=== Source information ===

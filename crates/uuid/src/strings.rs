//! String-level shortcuts for the C# legacy encoding.
//!
//! These accept the forms people paste from a shell session: bare UUIDs, braced UUIDs, quoted
//! UUIDs and tagged literals such as `CSUUID("…")`. The tag itself is ignored; the quoted text
//! is always encoded as `CSharpLegacy` under subtype 3.

use crate::display::unquote;
use crate::{codec, EncodedValue, EncodingVariant, UuidResult};

/// Encoding used by every helper in this module.
pub const HELPER_VARIANT: EncodingVariant = EncodingVariant::CSharpLegacy;

/// Encodes UUID text as `CSharpLegacy` and returns the subtype 3 value.
///
/// # Errors
///
/// Returns [`crate::UuidError::MalformedInput`] if the unquoted text is not a UUID.
pub fn text_to_encoded_value(text: &str) -> UuidResult<EncodedValue> {
    codec::encode(HELPER_VARIANT, unquote(text))
}

/// Encodes UUID text as `CSharpLegacy` and returns just the base64 payload.
///
/// # Errors
///
/// Returns [`crate::UuidError::MalformedInput`] if the unquoted text is not a UUID.
pub fn text_to_encoded_base64(text: &str) -> UuidResult<String> {
    let value = text_to_encoded_value(text)?;
    Ok(value.to_base64())
}

/// Encodes UUID text as `CSharpLegacy` and returns the shell literal, e.g.
/// `BinData(3, "vbQGGwG4oEWmHKInPW30lA==")`.
///
/// # Errors
///
/// Returns [`crate::UuidError::MalformedInput`] if the unquoted text is not a UUID.
pub fn text_to_bin_data_string(text: &str) -> UuidResult<String> {
    let value = text_to_encoded_value(text)?;
    Ok(value.to_string())
}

===

**The task:** Could you transcribe the whole listing above without any edits?

**Task solution:**
filename crates/uuid/src/strings.rs
//! String-level shortcuts for the C# legacy encoding.
//!
//! These accept the forms people paste from a shell session: bare UUIDs, braced UUIDs, quoted
//! UUIDs and tagged literals such as `CSUUID("…")`. The tag itself is ignored; the quoted text
//! is always encoded as `CSharpLegacy` under subtype 3.

use crate::display::unquote;
use crate::{codec, EncodedValue, EncodingVariant, UuidResult};

/// Encoding used by every helper in this module.
pub const HELPER_VARIANT: EncodingVariant = EncodingVariant::CSharpLegacy;

/// Encodes UUID text as `CSharpLegacy` and returns the subtype 3 value.
///
/// # Errors
///
/// Returns [`crate::UuidError::MalformedInput`] if the unquoted text is not a UUID.
pub fn text_to_encoded_value(text: &str) -> UuidResult<EncodedValue> {
    codec::encode(HELPER_VARIANT, unquote(text))
}

/// Encodes UUID text as `CSharpLegacy` and returns just the base64 payload.
///
/// # Errors
///
/// Returns [`crate::UuidError::MalformedInput`] if the unquoted text is not a UUID.
pub fn text_to_encoded_base64(text: &str) -> UuidResult<String> {
    let value = text_to_encoded_value(text)?;
    Ok(value.to_base64())
}

/// Encodes UUID text as `CSharpLegacy` and returns the shell literal, e.g.
/// `BinData(3, "vbQGGwG4oEWmHKInPW30lA==")`.
///
/// # Errors
///
/// Returns [`crate::UuidError::MalformedInput`] if the unquoted text is not a UUID.
pub fn text_to_bin_data_string(text: &str) -> UuidResult<String> {
    let value = text_to_encoded_value(text)?;
    Ok(value.to_string())
}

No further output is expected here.